(WHAT YOU ARE ASKED TO DO): The response must consist of all the entries, duplicated without alteration.

(DATA FOR REVIEW):
·····
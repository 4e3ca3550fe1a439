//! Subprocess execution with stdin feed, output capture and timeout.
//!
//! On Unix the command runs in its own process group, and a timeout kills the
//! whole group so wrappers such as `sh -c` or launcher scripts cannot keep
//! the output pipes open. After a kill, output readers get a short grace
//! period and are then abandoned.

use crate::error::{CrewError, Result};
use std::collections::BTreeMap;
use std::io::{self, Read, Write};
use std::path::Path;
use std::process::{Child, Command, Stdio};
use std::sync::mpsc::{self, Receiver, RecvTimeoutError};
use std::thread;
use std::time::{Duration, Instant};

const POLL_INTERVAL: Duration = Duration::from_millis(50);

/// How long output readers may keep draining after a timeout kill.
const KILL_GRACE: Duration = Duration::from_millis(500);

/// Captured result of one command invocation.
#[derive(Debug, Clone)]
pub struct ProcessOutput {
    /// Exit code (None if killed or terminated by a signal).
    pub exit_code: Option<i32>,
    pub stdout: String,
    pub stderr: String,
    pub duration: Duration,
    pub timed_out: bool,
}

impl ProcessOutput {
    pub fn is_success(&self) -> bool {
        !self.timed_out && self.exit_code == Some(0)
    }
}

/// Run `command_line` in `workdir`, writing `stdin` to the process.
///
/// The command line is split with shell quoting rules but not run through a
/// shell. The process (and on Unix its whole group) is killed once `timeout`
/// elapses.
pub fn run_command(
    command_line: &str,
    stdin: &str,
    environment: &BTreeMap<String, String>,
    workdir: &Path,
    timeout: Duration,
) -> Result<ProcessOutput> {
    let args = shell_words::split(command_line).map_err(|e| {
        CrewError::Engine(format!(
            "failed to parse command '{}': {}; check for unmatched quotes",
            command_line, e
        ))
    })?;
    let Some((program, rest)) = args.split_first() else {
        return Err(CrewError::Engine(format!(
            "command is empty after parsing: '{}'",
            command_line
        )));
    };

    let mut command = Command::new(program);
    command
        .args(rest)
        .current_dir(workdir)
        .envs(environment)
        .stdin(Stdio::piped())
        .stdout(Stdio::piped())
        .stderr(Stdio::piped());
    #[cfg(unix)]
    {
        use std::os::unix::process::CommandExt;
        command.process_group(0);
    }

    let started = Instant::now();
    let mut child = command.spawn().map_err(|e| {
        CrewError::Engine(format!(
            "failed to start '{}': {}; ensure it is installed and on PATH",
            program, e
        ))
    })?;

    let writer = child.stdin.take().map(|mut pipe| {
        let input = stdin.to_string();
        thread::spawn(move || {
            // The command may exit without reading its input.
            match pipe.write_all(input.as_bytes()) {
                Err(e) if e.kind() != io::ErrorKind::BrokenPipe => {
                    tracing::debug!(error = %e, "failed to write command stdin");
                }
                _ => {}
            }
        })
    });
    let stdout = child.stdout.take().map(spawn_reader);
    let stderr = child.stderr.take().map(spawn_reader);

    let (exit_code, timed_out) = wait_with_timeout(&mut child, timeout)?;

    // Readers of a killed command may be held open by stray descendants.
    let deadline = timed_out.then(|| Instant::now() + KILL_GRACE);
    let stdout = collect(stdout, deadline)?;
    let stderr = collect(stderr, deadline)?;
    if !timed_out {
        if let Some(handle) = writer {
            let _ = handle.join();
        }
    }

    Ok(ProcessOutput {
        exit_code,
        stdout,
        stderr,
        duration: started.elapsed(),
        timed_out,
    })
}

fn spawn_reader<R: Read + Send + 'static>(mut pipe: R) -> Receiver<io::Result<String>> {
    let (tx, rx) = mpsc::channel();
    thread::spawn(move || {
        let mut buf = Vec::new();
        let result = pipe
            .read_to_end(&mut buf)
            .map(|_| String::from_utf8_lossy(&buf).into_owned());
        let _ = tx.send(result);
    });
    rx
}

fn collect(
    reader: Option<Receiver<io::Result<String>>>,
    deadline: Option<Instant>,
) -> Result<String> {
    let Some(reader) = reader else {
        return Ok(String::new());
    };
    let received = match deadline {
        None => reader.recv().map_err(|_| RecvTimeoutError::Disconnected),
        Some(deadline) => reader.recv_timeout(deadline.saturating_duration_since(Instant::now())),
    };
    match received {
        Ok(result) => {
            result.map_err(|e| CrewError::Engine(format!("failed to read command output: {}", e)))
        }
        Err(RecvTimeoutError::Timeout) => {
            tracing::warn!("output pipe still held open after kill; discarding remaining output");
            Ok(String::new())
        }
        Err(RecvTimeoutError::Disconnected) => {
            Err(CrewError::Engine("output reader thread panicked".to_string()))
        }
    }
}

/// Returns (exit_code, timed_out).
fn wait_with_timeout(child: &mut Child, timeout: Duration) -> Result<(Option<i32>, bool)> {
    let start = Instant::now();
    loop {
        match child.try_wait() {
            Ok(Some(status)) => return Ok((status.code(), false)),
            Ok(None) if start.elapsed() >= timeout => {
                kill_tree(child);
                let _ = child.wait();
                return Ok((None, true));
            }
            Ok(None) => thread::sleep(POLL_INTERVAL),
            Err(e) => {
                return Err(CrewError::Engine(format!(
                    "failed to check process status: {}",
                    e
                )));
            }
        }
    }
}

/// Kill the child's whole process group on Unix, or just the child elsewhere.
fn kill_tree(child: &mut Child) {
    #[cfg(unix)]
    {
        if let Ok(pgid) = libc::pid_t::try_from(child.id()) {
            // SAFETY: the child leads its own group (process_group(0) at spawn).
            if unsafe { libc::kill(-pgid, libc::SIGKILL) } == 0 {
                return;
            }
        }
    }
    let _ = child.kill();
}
·····
(SOLUTION TO THE PROBLEM):
repository 4e3ca3550fe1a439
//! Subprocess execution with stdin feed, output capture and timeout.
//!
//! On Unix the command runs in its own process group, and a timeout kills the
//! whole group so wrappers such as `sh -c` or launcher scripts cannot keep
//! the output pipes open. After a kill, output readers get a short grace
//! period and are then abandoned.

use crate::error::{CrewError, Result};
use std::collections::BTreeMap;
use std::io::{self, Read, Write};
use std::path::Path;
use std::process::{Child, Command, Stdio};
use std::sync::mpsc::{self, Receiver, RecvTimeoutError};
use std::thread;
use std::time::{Duration, Instant};

const POLL_INTERVAL: Duration = Duration::from_millis(50);

/// How long output readers may keep draining after a timeout kill.
const KILL_GRACE: Duration = Duration::from_millis(500);

/// Captured result of one command invocation.
#[derive(Debug, Clone)]
pub struct ProcessOutput {
    /// Exit code (None if killed or terminated by a signal).
    pub exit_code: Option<i32>,
    pub stdout: String,
    pub stderr: String,
    pub duration: Duration,
    pub timed_out: bool,
}

impl ProcessOutput {
    pub fn is_success(&self) -> bool {
        !self.timed_out && self.exit_code == Some(0)
    }
}

/// Run `command_line` in `workdir`, writing `stdin` to the process.
///
/// The command line is split with shell quoting rules but not run through a
/// shell. The process (and on Unix its whole group) is killed once `timeout`
/// elapses.
pub fn run_command(
    command_line: &str,
    stdin: &str,
    environment: &BTreeMap<String, String>,
    workdir: &Path,
    timeout: Duration,
) -> Result<ProcessOutput> {
    let args = shell_words::split(command_line).map_err(|e| {
        CrewError::Engine(format!(
            "failed to parse command '{}': {}; check for unmatched quotes",
            command_line, e
        ))
    })?;
    let Some((program, rest)) = args.split_first() else {
        return Err(CrewError::Engine(format!(
            "command is empty after parsing: '{}'",
            command_line
        )));
    };

    let mut command = Command::new(program);
    command
        .args(rest)
        .current_dir(workdir)
        .envs(environment)
        .stdin(Stdio::piped())
        .stdout(Stdio::piped())
        .stderr(Stdio::piped());
    #[cfg(unix)]
    {
        use std::os::unix::process::CommandExt;
        command.process_group(0);
    }

    let started = Instant::now();
    let mut child = command.spawn().map_err(|e| {
        CrewError::Engine(format!(
            "failed to start '{}': {}; ensure it is installed and on PATH",
            program, e
        ))
    })?;

    let writer = child.stdin.take().map(|mut pipe| {
        let input = stdin.to_string();
        thread::spawn(move || {
            // The command may exit without reading its input.
            match pipe.write_all(input.as_bytes()) {
                Err(e) if e.kind() != io::ErrorKind::BrokenPipe => {
                    tracing::debug!(error = %e, "failed to write command stdin");
                }
                _ => {}
            }
        })
    });
    let stdout = child.stdout.take().map(spawn_reader);
    let stderr = child.stderr.take().map(spawn_reader);

    let (exit_code, timed_out) = wait_with_timeout(&mut child, timeout)?;

    // Readers of a killed command may be held open by stray descendants.
    let deadline = timed_out.then(|| Instant::now() + KILL_GRACE);
    let stdout = collect(stdout, deadline)?;
    let stderr = collect(stderr, deadline)?;
    if !timed_out {
        if let Some(handle) = writer {
            let _ = handle.join();
        }
    }

    Ok(ProcessOutput {
        exit_code,
        stdout,
        stderr,
        duration: started.elapsed(),
        timed_out,
    })
}

fn spawn_reader<R: Read + Send + 'static>(mut pipe: R) -> Receiver<io::Result<String>> {
    let (tx, rx) = mpsc::channel();
    thread::spawn(move || {
        let mut buf = Vec::new();
        let result = pipe
            .read_to_end(&mut buf)
            .map(|_| String::from_utf8_lossy(&buf).into_owned());
        let _ = tx.send(result);
    });
    rx
}

fn collect(
    reader: Option<Receiver<io::Result<String>>>,
    deadline: Option<Instant>,
) -> Result<String> {
    let Some(reader) = reader else {
        return Ok(String::new());
    };
    let received = match deadline {
        None => reader.recv().map_err(|_| RecvTimeoutError::Disconnected),
        Some(deadline) => reader.recv_timeout(deadline.saturating_duration_since(Instant::now())),
    };
    match received {
        Ok(result) => {
            result.map_err(|e| CrewError::Engine(format!("failed to read command output: {}", e)))
        }
        Err(RecvTimeoutError::Timeout) => {
            tracing::warn!("output pipe still held open after kill; discarding remaining output");
            Ok(String::new())
        }
        Err(RecvTimeoutError::Disconnected) => {
            Err(CrewError::Engine("output reader thread panicked".to_string()))
        }
    }
}

/// Returns (exit_code, timed_out).
fn wait_with_timeout(child: &mut Child, timeout: Duration) -> Result<(Option<i32>, bool)> {
    let start = Instant::now();
    loop {
        match child.try_wait() {
            Ok(Some(status)) => return Ok((status.code(), false)),
            Ok(None) if start.elapsed() >= timeout => {
                kill_tree(child);
                let _ = child.wait();
                return Ok((None, true));
            }
            Ok(None) => thread::sleep(POLL_INTERVAL),
            Err(e) => {
                return Err(CrewError::Engine(format!(
                    "failed to check process status: {}",
                    e
                )));
            }
        }
    }
}

/// Kill the child's whole process group on Unix, or just the child elsewhere.
fn kill_tree(child: &mut Child) {
    #[cfg(unix)]
    {
        if let Ok(pgid) = libc::pid_t::try_from(child.id()) {
            // SAFETY: the child leads its own group (process_group(0) at spawn).
            if unsafe { libc::kill(-pgid, libc::SIGKILL) } == 0 {
                return;
            }
        }
    }
    let _ = child.kill();
}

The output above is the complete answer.